● **WORK TO COMPLETE**
For the data below, tally how many lines contain "struct" and answer only with that tally.

● **INFORMATION SUPPLIED**
Segment Open
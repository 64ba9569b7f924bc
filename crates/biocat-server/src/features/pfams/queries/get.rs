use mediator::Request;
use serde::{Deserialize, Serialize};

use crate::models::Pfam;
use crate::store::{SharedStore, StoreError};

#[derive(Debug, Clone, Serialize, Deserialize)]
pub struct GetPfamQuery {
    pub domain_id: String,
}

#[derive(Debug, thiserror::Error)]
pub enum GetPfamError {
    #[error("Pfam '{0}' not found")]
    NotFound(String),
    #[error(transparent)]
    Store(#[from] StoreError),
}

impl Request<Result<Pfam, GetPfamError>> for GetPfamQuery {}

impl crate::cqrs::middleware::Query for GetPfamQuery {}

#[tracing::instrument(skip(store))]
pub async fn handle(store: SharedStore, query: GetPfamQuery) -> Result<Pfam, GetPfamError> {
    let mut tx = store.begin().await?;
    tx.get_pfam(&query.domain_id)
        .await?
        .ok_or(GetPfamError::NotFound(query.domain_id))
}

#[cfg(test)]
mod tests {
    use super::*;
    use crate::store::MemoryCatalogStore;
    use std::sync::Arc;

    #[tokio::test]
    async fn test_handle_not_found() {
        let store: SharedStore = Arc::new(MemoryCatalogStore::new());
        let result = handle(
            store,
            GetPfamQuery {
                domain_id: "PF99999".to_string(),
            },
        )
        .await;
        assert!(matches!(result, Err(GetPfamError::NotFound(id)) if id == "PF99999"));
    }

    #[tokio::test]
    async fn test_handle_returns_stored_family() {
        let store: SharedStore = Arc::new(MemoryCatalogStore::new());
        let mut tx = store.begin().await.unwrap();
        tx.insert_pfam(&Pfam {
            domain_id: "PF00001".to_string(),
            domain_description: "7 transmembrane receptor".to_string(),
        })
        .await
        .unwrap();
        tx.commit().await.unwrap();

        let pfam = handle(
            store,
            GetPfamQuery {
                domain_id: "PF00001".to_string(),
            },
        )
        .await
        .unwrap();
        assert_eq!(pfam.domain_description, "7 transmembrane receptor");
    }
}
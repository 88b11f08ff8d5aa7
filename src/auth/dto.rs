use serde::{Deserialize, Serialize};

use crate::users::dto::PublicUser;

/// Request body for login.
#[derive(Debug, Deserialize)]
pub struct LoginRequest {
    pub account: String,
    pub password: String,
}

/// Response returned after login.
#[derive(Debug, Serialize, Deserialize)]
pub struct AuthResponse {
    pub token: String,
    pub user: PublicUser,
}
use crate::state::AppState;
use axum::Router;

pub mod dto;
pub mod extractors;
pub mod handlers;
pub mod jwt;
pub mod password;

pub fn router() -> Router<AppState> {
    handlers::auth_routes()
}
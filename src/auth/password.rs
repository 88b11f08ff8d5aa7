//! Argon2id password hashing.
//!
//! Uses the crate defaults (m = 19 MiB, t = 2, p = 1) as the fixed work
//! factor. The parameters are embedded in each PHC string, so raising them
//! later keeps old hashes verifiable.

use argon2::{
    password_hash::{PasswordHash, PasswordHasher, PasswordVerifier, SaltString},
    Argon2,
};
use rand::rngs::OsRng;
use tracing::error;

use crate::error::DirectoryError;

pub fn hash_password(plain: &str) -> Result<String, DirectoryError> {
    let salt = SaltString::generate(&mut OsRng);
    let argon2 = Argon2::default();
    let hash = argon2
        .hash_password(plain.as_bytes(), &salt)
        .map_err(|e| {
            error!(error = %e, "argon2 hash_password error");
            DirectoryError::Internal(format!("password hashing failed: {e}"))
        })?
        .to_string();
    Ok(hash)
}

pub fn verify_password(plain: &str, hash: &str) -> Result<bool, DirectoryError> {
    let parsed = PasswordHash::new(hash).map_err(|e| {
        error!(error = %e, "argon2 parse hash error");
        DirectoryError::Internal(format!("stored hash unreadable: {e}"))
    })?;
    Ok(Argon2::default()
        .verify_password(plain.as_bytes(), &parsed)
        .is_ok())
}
Segment Closed
Segment Open
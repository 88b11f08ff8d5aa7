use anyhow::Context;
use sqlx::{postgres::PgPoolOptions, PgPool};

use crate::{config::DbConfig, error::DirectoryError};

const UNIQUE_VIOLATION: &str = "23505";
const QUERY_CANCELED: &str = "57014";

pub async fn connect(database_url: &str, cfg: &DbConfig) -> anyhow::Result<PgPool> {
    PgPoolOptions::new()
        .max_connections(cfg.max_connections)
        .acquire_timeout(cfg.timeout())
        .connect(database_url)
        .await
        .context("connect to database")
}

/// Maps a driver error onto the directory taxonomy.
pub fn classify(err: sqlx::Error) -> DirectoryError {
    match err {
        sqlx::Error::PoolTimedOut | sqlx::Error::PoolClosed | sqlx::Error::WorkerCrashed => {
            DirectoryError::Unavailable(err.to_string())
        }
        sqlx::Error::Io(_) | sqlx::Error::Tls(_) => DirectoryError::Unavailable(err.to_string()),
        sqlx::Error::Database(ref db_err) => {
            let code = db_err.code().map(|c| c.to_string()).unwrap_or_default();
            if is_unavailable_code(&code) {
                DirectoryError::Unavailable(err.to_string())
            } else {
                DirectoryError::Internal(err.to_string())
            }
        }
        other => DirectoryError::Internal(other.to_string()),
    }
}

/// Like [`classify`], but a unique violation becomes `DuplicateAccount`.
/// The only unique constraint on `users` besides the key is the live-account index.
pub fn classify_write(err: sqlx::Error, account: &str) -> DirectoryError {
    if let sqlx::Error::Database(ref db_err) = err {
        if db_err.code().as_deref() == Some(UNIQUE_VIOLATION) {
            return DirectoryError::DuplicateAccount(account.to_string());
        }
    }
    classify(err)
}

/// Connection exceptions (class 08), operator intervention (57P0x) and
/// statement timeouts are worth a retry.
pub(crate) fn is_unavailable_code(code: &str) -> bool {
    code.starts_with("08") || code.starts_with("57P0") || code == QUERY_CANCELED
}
Segment Closed
● **OUTPUT FOR THIS TASK**
3